[THE TASK]: Repeat the full listing, word for word.

** Opening DATA SHOWN block **

//! Structured logging initialization
//!
//! Every component logs through `tracing` with key/value fields. This module installs the
//! process-wide subscriber: an `EnvFilter` plus a JSON (production) or pretty (development)
//! formatter, optionally behind a non-blocking writer.
//!
//! Output goes to stderr so that CLI commands can keep stdout for their own results.
//!
//! ## Environment Variables
//!
//! - `RUST_LOG`: full filter directives (takes precedence over `BRRTG_LOG_LEVEL`)
//! - `BRRTG_LOG_LEVEL`: trace/debug/info/warn/error (default: info)
//! - `BRRTG_LOG_FORMAT`: json/pretty (default: json)
//! - `BRRTG_LOG_FILTER`: extra comma-separated directives, e.g. `brrtgate::gateway=debug`
//! - `BRRTG_LOG_ASYNC`: buffer output on a background thread (default: false)
//! - `BRRTG_LOG_LOCATION`: include file:line (default: false)

use anyhow::{Context, Result};
use std::env;
use tracing::Level;
use tracing_subscriber::layer::SubscriberExt;
use tracing_subscriber::util::SubscriberInitExt;
use tracing_subscriber::{EnvFilter, Layer};

/// Log format: JSON for production, pretty-print for development
#[derive(Debug, Clone, Copy, PartialEq, Eq)]
pub enum LogFormat {
    Json,
    Pretty,
}

impl LogFormat {
    #[must_use]
    pub fn parse(s: &str) -> Self {
        match s.to_lowercase().as_str() {
            "pretty" => LogFormat::Pretty,
            _ => LogFormat::Json,
        }
    }
}

/// Logging configuration
#[derive(Debug, Clone)]
pub struct LogConfig {
    /// Log level: trace/debug/info/warn/error
    pub log_level: String,
    pub format: LogFormat,
    /// Extra filter directives (comma-separated)
    pub target_filter: Option<String>,
    pub async_logging: bool,
    /// Include file:line location (dev only)
    pub include_location: bool,
}

impl Default for LogConfig {
    fn default() -> Self {
        Self {
            log_level: "info".to_string(),
            format: LogFormat::Json,
            target_filter: None,
            async_logging: false,
            include_location: false,
        }
    }
}

fn env_flag(name: &str) -> bool {
    env::var(name)
        .map(|v| matches!(v.to_lowercase().as_str(), "1" | "true" | "yes" | "on"))
        .unwrap_or(false)
}

impl LogConfig {
    /// Parse configuration from environment variables with defaults
    #[must_use]
    pub fn from_env() -> Self {
        let defaults = Self::default();
        Self {
            log_level: env::var("BRRTG_LOG_LEVEL").unwrap_or(defaults.log_level),
            format: env::var("BRRTG_LOG_FORMAT")
                .map(|s| LogFormat::parse(&s))
                .unwrap_or(defaults.format),
            target_filter: env::var("BRRTG_LOG_FILTER").ok(),
            async_logging: env_flag("BRRTG_LOG_ASYNC"),
            include_location: env_flag("BRRTG_LOG_LOCATION"),
        }
    }

    /// Resolved level, defaulting to INFO for unknown names
    #[must_use]
    pub fn level(&self) -> Level {
        match self.log_level.to_lowercase().as_str() {
            "trace" => Level::TRACE,
            "debug" => Level::DEBUG,
            "warn" => Level::WARN,
            "error" => Level::ERROR,
            _ => Level::INFO,
        }
    }

    fn env_filter(&self) -> EnvFilter {
        let mut filter = EnvFilter::try_from_default_env()
            .unwrap_or_else(|_| EnvFilter::new(self.level().as_str()));
        if let Some(target_filter) = &self.target_filter {
            for directive in target_filter.split(',').map(str::trim).filter(|d| !d.is_empty()) {
                match directive.parse() {
                    Ok(d) => filter = filter.add_directive(d),
                    Err(_) => eprintln!("Warning: Invalid log filter directive: {directive}"),
                }
            }
        }
        filter
    }
}

/// Install the global subscriber described by `config`.
///
/// Fails (instead of panicking) when a global subscriber is already installed.
pub fn init_logging(config: &LogConfig) -> Result<()> {
    let registry = tracing_subscriber::registry().with(config.env_filter());

    if config.async_logging {
        let (writer, guard) = tracing_appender::non_blocking(std::io::stderr());
        let fmt_layer = match config.format {
            LogFormat::Json => tracing_subscriber::fmt::layer()
                .json()
                .with_current_span(true)
                .with_target(true)
                .with_thread_ids(true)
                .with_file(config.include_location)
                .with_line_number(config.include_location)
                .with_writer(writer)
                .boxed(),
            LogFormat::Pretty => tracing_subscriber::fmt::layer()
                .pretty()
                .with_target(true)
                .with_file(config.include_location)
                .with_line_number(config.include_location)
                .with_writer(writer)
                .boxed(),
        };
        registry
            .with(fmt_layer)
            .try_init()
            .context("Failed to initialize async logging")?;
        // the writer thread lives for the rest of the process
        std::mem::forget(guard);
    } else {
        let fmt_layer = match config.format {
            LogFormat::Json => tracing_subscriber::fmt::layer()
                .json()
                .with_current_span(true)
                .with_target(true)
                .with_thread_ids(true)
                .with_file(config.include_location)
                .with_line_number(config.include_location)
                .with_writer(std::io::stderr)
                .boxed(),
            LogFormat::Pretty => tracing_subscriber::fmt::layer()
                .pretty()
                .with_target(true)
                .with_file(config.include_location)
                .with_line_number(config.include_location)
                .with_writer(std::io::stderr)
                .boxed(),
        };
        registry
            .with(fmt_layer)
            .try_init()
            .context("Failed to initialize logging")?;
    }

    Ok(())
}

#[cfg(test)]
mod tests {
    use super::*;

    #[test]
    fn test_log_format_parse() {
        assert_eq!(LogFormat::parse("pretty"), LogFormat::Pretty);
        assert_eq!(LogFormat::parse("PRETTY"), LogFormat::Pretty);
        assert_eq!(LogFormat::parse("json"), LogFormat::Json);
        assert_eq!(LogFormat::parse("anything"), LogFormat::Json);
    }

    #[test]
    fn test_level_resolution() {
        let mut config = LogConfig::default();
        assert_eq!(config.level(), Level::INFO);
        config.log_level = "DEBUG".to_string();
        assert_eq!(config.level(), Level::DEBUG);
        config.log_level = "verbose".to_string();
        assert_eq!(config.level(), Level::INFO);
    }
}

** Closing DATA SHOWN block **

[RESPONSE TO THE TASK]:
//! Structured logging initialization
//!
//! Every component logs through `tracing` with key/value fields. This module installs the
//! process-wide subscriber: an `EnvFilter` plus a JSON (production) or pretty (development)
//! formatter, optionally behind a non-blocking writer.
//!
//! Output goes to stderr so that CLI commands can keep stdout for their own results.
//!
//! ## Environment Variables
//!
//! - `RUST_LOG`: full filter directives (takes precedence over `BRRTG_LOG_LEVEL`)
//! - `BRRTG_LOG_LEVEL`: trace/debug/info/warn/error (default: info)
//! - `BRRTG_LOG_FORMAT`: json/pretty (default: json)
//! - `BRRTG_LOG_FILTER`: extra comma-separated directives, e.g. `brrtgate::gateway=debug`
//! - `BRRTG_LOG_ASYNC`: buffer output on a background thread (default: false)
//! - `BRRTG_LOG_LOCATION`: include file:line (default: false)

use anyhow::{Context, Result};
use std::env;
use tracing::Level;
use tracing_subscriber::layer::SubscriberExt;
use tracing_subscriber::util::SubscriberInitExt;
use tracing_subscriber::{EnvFilter, Layer};

/// Log format: JSON for production, pretty-print for development
#[derive(Debug, Clone, Copy, PartialEq, Eq)]
pub enum LogFormat {
    Json,
    Pretty,
}

impl LogFormat {
    #[must_use]
    pub fn parse(s: &str) -> Self {
        match s.to_lowercase().as_str() {
            "pretty" => LogFormat::Pretty,
            _ => LogFormat::Json,
        }
    }
}

/// Logging configuration
#[derive(Debug, Clone)]
pub struct LogConfig {
    /// Log level: trace/debug/info/warn/error
    pub log_level: String,
    pub format: LogFormat,
    /// Extra filter directives (comma-separated)
    pub target_filter: Option<String>,
    pub async_logging: bool,
    /// Include file:line location (dev only)
    pub include_location: bool,
}

impl Default for LogConfig {
    fn default() -> Self {
        Self {
            log_level: "info".to_string(),
            format: LogFormat::Json,
            target_filter: None,
            async_logging: false,
            include_location: false,
        }
    }
}

fn env_flag(name: &str) -> bool {
    env::var(name)
        .map(|v| matches!(v.to_lowercase().as_str(), "1" | "true" | "yes" | "on"))
        .unwrap_or(false)
}

impl LogConfig {
    /// Parse configuration from environment variables with defaults
    #[must_use]
    pub fn from_env() -> Self {
        let defaults = Self::default();
        Self {
            log_level: env::var("BRRTG_LOG_LEVEL").unwrap_or(defaults.log_level),
            format: env::var("BRRTG_LOG_FORMAT")
                .map(|s| LogFormat::parse(&s))
                .unwrap_or(defaults.format),
            target_filter: env::var("BRRTG_LOG_FILTER").ok(),
            async_logging: env_flag("BRRTG_LOG_ASYNC"),
            include_location: env_flag("BRRTG_LOG_LOCATION"),
        }
    }

    /// Resolved level, defaulting to INFO for unknown names
    #[must_use]
    pub fn level(&self) -> Level {
        match self.log_level.to_lowercase().as_str() {
            "trace" => Level::TRACE,
            "debug" => Level::DEBUG,
            "warn" => Level::WARN,
            "error" => Level::ERROR,
            _ => Level::INFO,
        }
    }

    fn env_filter(&self) -> EnvFilter {
        let mut filter = EnvFilter::try_from_default_env()
            .unwrap_or_else(|_| EnvFilter::new(self.level().as_str()));
        if let Some(target_filter) = &self.target_filter {
            for directive in target_filter.split(',').map(str::trim).filter(|d| !d.is_empty()) {
                match directive.parse() {
                    Ok(d) => filter = filter.add_directive(d),
                    Err(_) => eprintln!("Warning: Invalid log filter directive: {directive}"),
                }
            }
        }
        filter
    }
}

/// Install the global subscriber described by `config`.
///
/// Fails (instead of panicking) when a global subscriber is already installed.
pub fn init_logging(config: &LogConfig) -> Result<()> {
    let registry = tracing_subscriber::registry().with(config.env_filter());

    if config.async_logging {
        let (writer, guard) = tracing_appender::non_blocking(std::io::stderr());
        let fmt_layer = match config.format {
            LogFormat::Json => tracing_subscriber::fmt::layer()
                .json()
                .with_current_span(true)
                .with_target(true)
                .with_thread_ids(true)
                .with_file(config.include_location)
                .with_line_number(config.include_location)
                .with_writer(writer)
                .boxed(),
            LogFormat::Pretty => tracing_subscriber::fmt::layer()
                .pretty()
                .with_target(true)
                .with_file(config.include_location)
                .with_line_number(config.include_location)
                .with_writer(writer)
                .boxed(),
        };
        registry
            .with(fmt_layer)
            .try_init()
            .context("Failed to initialize async logging")?;
        // the writer thread lives for the rest of the process
        std::mem::forget(guard);
    } else {
        let fmt_layer = match config.format {
            LogFormat::Json => tracing_subscriber::fmt::layer()
                .json()
                .with_current_span(true)
                .with_target(true)
                .with_thread_ids(true)
                .with_file(config.include_location)
                .with_line_number(config.include_location)
                .with_writer(std::io::stderr)
                .boxed(),
            LogFormat::Pretty => tracing_subscriber::fmt::layer()
                .pretty()
                .with_target(true)
                .with_file(config.include_location)
                .with_line_number(config.include_location)
                .with_writer(std::io::stderr)
                .boxed(),
        };
        registry
            .with(fmt_layer)
            .try_init()
            .context("Failed to initialize logging")?;
    }

    Ok(())
}

#[cfg(test)]
mod tests {
    use super::*;

    #[test]
    fn test_log_format_parse() {
        assert_eq!(LogFormat::parse("pretty"), LogFormat::Pretty);
        assert_eq!(LogFormat::parse("PRETTY"), LogFormat::Pretty);
        assert_eq!(LogFormat::parse("json"), LogFormat::Json);
        assert_eq!(LogFormat::parse("anything"), LogFormat::Json);
    }

    #[test]
    fn test_level_resolution() {
        let mut config = LogConfig::default();
        assert_eq!(config.level(), Level::INFO);
        config.log_level = "DEBUG".to_string();
        assert_eq!(config.level(), Level::DEBUG);
        config.log_level = "verbose".to_string();
        assert_eq!(config.level(), Level::INFO);
    }
}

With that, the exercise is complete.